Trapping of an electron by DNA leads to the formation of radical anion states of pyrimidine bases. Because these states play an important role in biological and chemical processes, their computational treatment is of particular interest. We show that simple electrostatic and quantum chemical models can accurately reproduce the adiabatic electron affinities (EAs) of short DNA stacks recently derived from high-level ab initio calculations (M. Kobylecka, J. Leszczynski, and J. Rak, J. Am. Chem. Soc., 2008, 130, 15683). The electrostatic interaction of an excess electron localized on cytosine or thymine with intra- and inter-strand adjacent nucleobases is found to strongly affect the energy of the radical anions. This interaction is the main origin of the dependence of EA of nucleobases on the nature of neighboring base pairs. In particular, the states XT⁻Y and XC⁻Y, where X and Y = C, T, are, by ca. 0.7 eV, more stable than radical anions GT⁻G and GC⁻G. We find that second-neighbor effects can also significantly modulate EAs, although being smaller than the effects of adjacent bases. The strongest destabilizing effect is found for 5′-GC and 3′-GC, while the 5′-AT base pair stabilizes the radical anion states. Using a combined QM/MD approach, we consider how structural fluctuations of DNA influence the stability of the radical anion states. Despite large dispersions of the stabilization energies due to conformational dynamics of DNA, there are only few thermally accessible structures where GT⁻G and GC⁻G are energetically more favorable than the corresponding pyrimidine triplets.

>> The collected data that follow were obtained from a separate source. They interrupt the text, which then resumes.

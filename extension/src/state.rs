// Persisted extension state
// Keys shared with the popup and content script via chrome.storage.local

use serde::{Deserialize, Serialize};
use serde_json::{json, Map, Value};

pub const PURCHASE_RECORDS: &str = "purchaseRecords";
pub const USER_STATS: &str = "userStats";
pub const EXTENSION_ENABLED: &str = "extensionEnabled";

/// Aggregate counters. The content script increments them, the alarm
/// handler zeroes the weekly/monthly windows.
#[derive(Serialize, Deserialize, Clone, Debug, Default, PartialEq)]
#[serde(rename_all = "camelCase")]
pub struct UserStats {
    #[serde(default)]
    pub total_impulses_stopped: u64,
    #[serde(default)]
    pub total_money_saved: f64,
    #[serde(default)]
    pub weekly_impulses_stopped: u64,
    #[serde(default)]
    pub weekly_money_saved: f64,
    #[serde(default)]
    pub monthly_impulses_stopped: u64,
    #[serde(default)]
    pub monthly_money_saved: f64,

    // Fields added by other surfaces survive a read-modify-write
    #[serde(flatten)]
    pub extra: Map<String, Value>,
}

/// Rolling counter windows that get reset on a schedule
#[derive(Clone, Copy, Debug, PartialEq, Eq)]
pub enum StatsWindow {
    Weekly,
    Monthly,
}

impl StatsWindow {
    pub const ALL: [StatsWindow; 2] = [StatsWindow::Weekly, StatsWindow::Monthly];

    /// Name of the recurring alarm that resets this window
    pub fn alarm_name(self) -> &'static str {
        match self {
            StatsWindow::Weekly => "resetWeeklyStats",
            StatsWindow::Monthly => "resetMonthlyStats",
        }
    }

    pub fn from_alarm_name(name: &str) -> Option<Self> {
        Self::ALL.into_iter().find(|w| w.alarm_name() == name)
    }

    /// Storage field names of the two counters in this window
    pub fn counter_keys(self) -> [&'static str; 2] {
        match self {
            StatsWindow::Weekly => ["weeklyImpulsesStopped", "weeklyMoneySaved"],
            StatsWindow::Monthly => ["monthlyImpulsesStopped", "monthlyMoneySaved"],
        }
    }

    /// Zero this window's counters in a stored `userStats` record.
    /// Every other field is left exactly as stored.
    pub fn reset(self, stats: &mut Map<String, Value>) {
        for key in self.counter_keys() {
            stats.insert(key.to_string(), Value::from(0));
        }
    }
}

/// Missing and `null` both count as "not initialized"
pub fn is_present(data: &Map<String, Value>, key: &str) -> bool {
    data.get(key).is_some_and(|v| !v.is_null())
}

/// JavaScript truthiness: `null`, `false`, `0` and `""` are falsy.
/// Objects and arrays are truthy even when empty.
pub fn is_truthy(value: &Value) -> bool {
    match value {
        Value::Null => false,
        Value::Bool(b) => *b,
        Value::Number(n) => n.as_f64().is_some_and(|n| n != 0.0),
        Value::String(s) => !s.is_empty(),
        Value::Array(_) | Value::Object(_) => true,
    }
}

pub fn default_purchase_records() -> Value {
    Value::Array(Vec::new())
}

pub fn default_user_stats() -> Value {
    json!({
        "totalImpulsesStopped": 0,
        "totalMoneySaved": 0,
        "weeklyImpulsesStopped": 0,
        "weeklyMoneySaved": 0,
        "monthlyImpulsesStopped": 0,
        "monthlyMoneySaved": 0
    })
}

pub fn default_extension_enabled() -> Value {
    Value::Bool(true)
}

Although stabilization energies calculated for stacks of regular structure are in qualitative agreement with the QM/MD results, structural fluctuations of π stacks should be taken into account for more accurate description of the excess electron trapped by DNA. The results obtained in this study suggest that simple electrostatic models, in combination with MD simulations, can be very helpful to explore the long time scale behavior of radical anions in DNA.